Hamburg. Über mangelnde Aufträge kann sich Tobias Trapp nicht beklagen. Dicht an dicht drängen sich Motorräder, schmutzverkrustete Enduros und Roller vor seiner Werkstatt am Rande von Ottensen. In der verwitterten Halle auf dem ehemaligen Fabrikgelände an der Friedensallee riecht es nach Öl und heißem Metall, während Mitarbeiter Kettensätze und andere Verschleißteile auswechseln. "Bei uns herrscht jetzt Hochbetrieb, weil alle Motorradfahrer ihre Maschinen flottmachen", sagt der 41-Jährige.

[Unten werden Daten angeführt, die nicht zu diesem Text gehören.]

//! # tether
//!
//! Command-line client: authenticates a realtime session, attaches every
//! feature adapter, and prints what the session sees as JSON lines.

#![deny(unsafe_code)]

use std::path::PathBuf;
use std::sync::Arc;
use std::time::Duration;

use anyhow::{Context, Result, bail};
use clap::{Parser, Subcommand};
use serde_json::json;
use tether_client::{ConnectionState, RealtimeSession, SendOptions};
use tether_core::MessageType;
use tether_core::logging::{LogFormat, init_subscriber};
use tether_features::{Features, TracingAlertSink};
use tether_settings::{load_settings, load_settings_from_path};
use tokio::sync::broadcast::error::RecvError;
use tracing::{info, warn};

/// Realtime session client.
#[derive(Parser, Debug)]
#[command(name = "tether", about = "Realtime session client", version)]
struct Cli {
    /// Settings file (default: ~/.tether/settings.json).
    #[arg(long)]
    settings: Option<PathBuf>,

    /// Page origin the endpoint is derived from (overrides settings).
    #[arg(long)]
    base_url: Option<String>,

    /// Bearer token.
    #[arg(long, env = "TETHER_TOKEN", hide_env_values = true)]
    token: String,

    /// Authenticated user ID.
    #[arg(long, env = "TETHER_USER")]
    user: String,

    /// Seconds to wait for authentication.
    #[arg(long, default_value_t = 30)]
    connect_timeout: u64,

    #[command(subcommand)]
    command: Command,
}

#[derive(Subcommand, Debug)]
enum Command {
    /// Stay connected and print status, health and inbound events.
    Watch,
    /// Send one chat message and print the server's reply.
    Send {
        /// Recipient user ID.
        #[arg(long)]
        to: String,
        /// Message text.
        text: String,
    },
}

#[tokio::main]
async fn main() -> Result<()> {
    let cli = Cli::parse();

    let mut settings = match &cli.settings {
        Some(path) => load_settings_from_path(path)
            .with_context(|| format!("Failed to load settings from {}", path.display()))?,
        None => load_settings().context("Failed to load settings")?,
    };
    if let Some(base_url) = &cli.base_url {
        settings.connection.base_url.clone_from(base_url);
    }

    let format = if settings.logging.json {
        LogFormat::Json
    } else {
        LogFormat::Compact
    };
    init_subscriber(&settings.logging.level, format);
    // --base-url bypasses the loader's validation
    let endpoint = settings.connection.ws_url().context("Invalid base URL")?;
    info!(endpoint = %endpoint, "starting session");

    let session = RealtimeSession::new(settings);
    session.set_credentials(cli.token.as_str(), cli.user.as_str())?;
    session.connect().await?;
    wait_connected(&session, Duration::from_secs(cli.connect_timeout)).await?;

    let result = match cli.command {
        Command::Watch => watch(&session).await,
        Command::Send { to, text } => send(&session, &to, &text).await,
    };

    session.disconnect().await?;
    session.shutdown().await;
    result
}

async fn wait_connected(session: &RealtimeSession, limit: Duration) -> Result<()> {
    let mut status = session.watch_status();
    let reached = tokio::time::timeout(
        limit,
        status.wait_for(|s| matches!(s.state, ConnectionState::Connected | ConnectionState::Error)),
    )
    .await
    .context("Timed out waiting for authentication")?
    .context("Session stopped before authenticating")?
    .clone();

    if reached.state == ConnectionState::Error {
        bail!(
            "Connection failed: {}",
            reached.error.as_deref().unwrap_or("unknown error")
        );
    }
    Ok(())
}

async fn watch(session: &RealtimeSession) -> Result<()> {
    let features = Features::attach(session, Arc::new(TracingAlertSink));
    let mut events = session.events();
    let mut status = session.watch_status();
    let mut health = session.watch_health();

    loop {
        tokio::select! {
            _ = tokio::signal::ctrl_c() => {
                info!("interrupted");
                break;
            }
            changed = status.changed() => {
                if changed.is_err() {
                    break;
                }
                let current = status.borrow_and_update().clone();
                println!("{}", json!({ "status": current }));
            }
            changed = health.changed() => {
                if changed.is_err() {
                    break;
                }
                let report = health.borrow_and_update().clone();
                println!("{}", json!({ "health": report }));
            }
            event = events.recv() => match event {
                Ok(envelope) => println!("{}", envelope.to_json()?),
                Err(RecvError::Lagged(skipped)) => warn!(skipped, "event stream lagged"),
                Err(RecvError::Closed) => break,
            },
        }
    }

    info!(
        unread = features.notifications.unread_count(),
        online = features.presence.online_users().len(),
        new_matches = features.matching.new_matches().len(),
        "session summary"
    );
    Ok(())
}

async fn send(session: &RealtimeSession, to: &str, text: &str) -> Result<()> {
    let reply = session
        .request(
            MessageType::Message,
            json!({ "recipientId": to, "content": text }),
            SendOptions::default(),
        )
        .await
        .context("Message was not acknowledged")?;
    println!("{}", reply.to_json()?);
    Ok(())
}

Doch die gute Auftragslage hilft Tobias Trapp wenig. In einigen Monaten muss er trotzdem aus der Halle raus. "Unser Mietvertrag läuft Ende dieses Jahres aus, danach will der Eigentümer auf diesem Gelände Wohnungen errichten", sagt der Chef. Es ist nicht das erste Mal, dass Trapp mit seiner Werkstatt umziehen soll. 15 Jahre saß der Motorradfan an der Stahltwiete in Bahrenfeld, bevor im Jahr 2010 dem neuen Fernsehstudio von ZDF-Talker Markus Lanz weichen musste. "Einmal habe ich das mitgemacht, jetzt lasse ich mich nicht mehr so schnell vertreiben", sagt Trapp entschlossen.

Zusammen mit 25 anderen Handwerkern und Gewerbetreibenden hat Trapp die Initiative Kolbenhof gegründet, benannt nach dem Industriebetrieb Kolbenschmidt, der auf dem Gelände früher für die Rüstungsschmiede Rheinmetall Metallteile fertigte. Tischler, Autohändler, Requisiteure, Schiffsausstatter oder auch eine kleine Rösterei haben sich heute in den alten Hallen angesiedelt. Alle mit befristeten Mietverträgen und alle mit ähnlichen Umzugsgeschichten wie die von Trapp. Gemeinsam wollen sie dafür kämpfen, auf dem Gelände bleiben zu können. "Wir sind auf Flächen für maximal sieben Euro pro Quadratmeter angewiesen, doch die gibt es sonst nirgends in der Nachbarschaft."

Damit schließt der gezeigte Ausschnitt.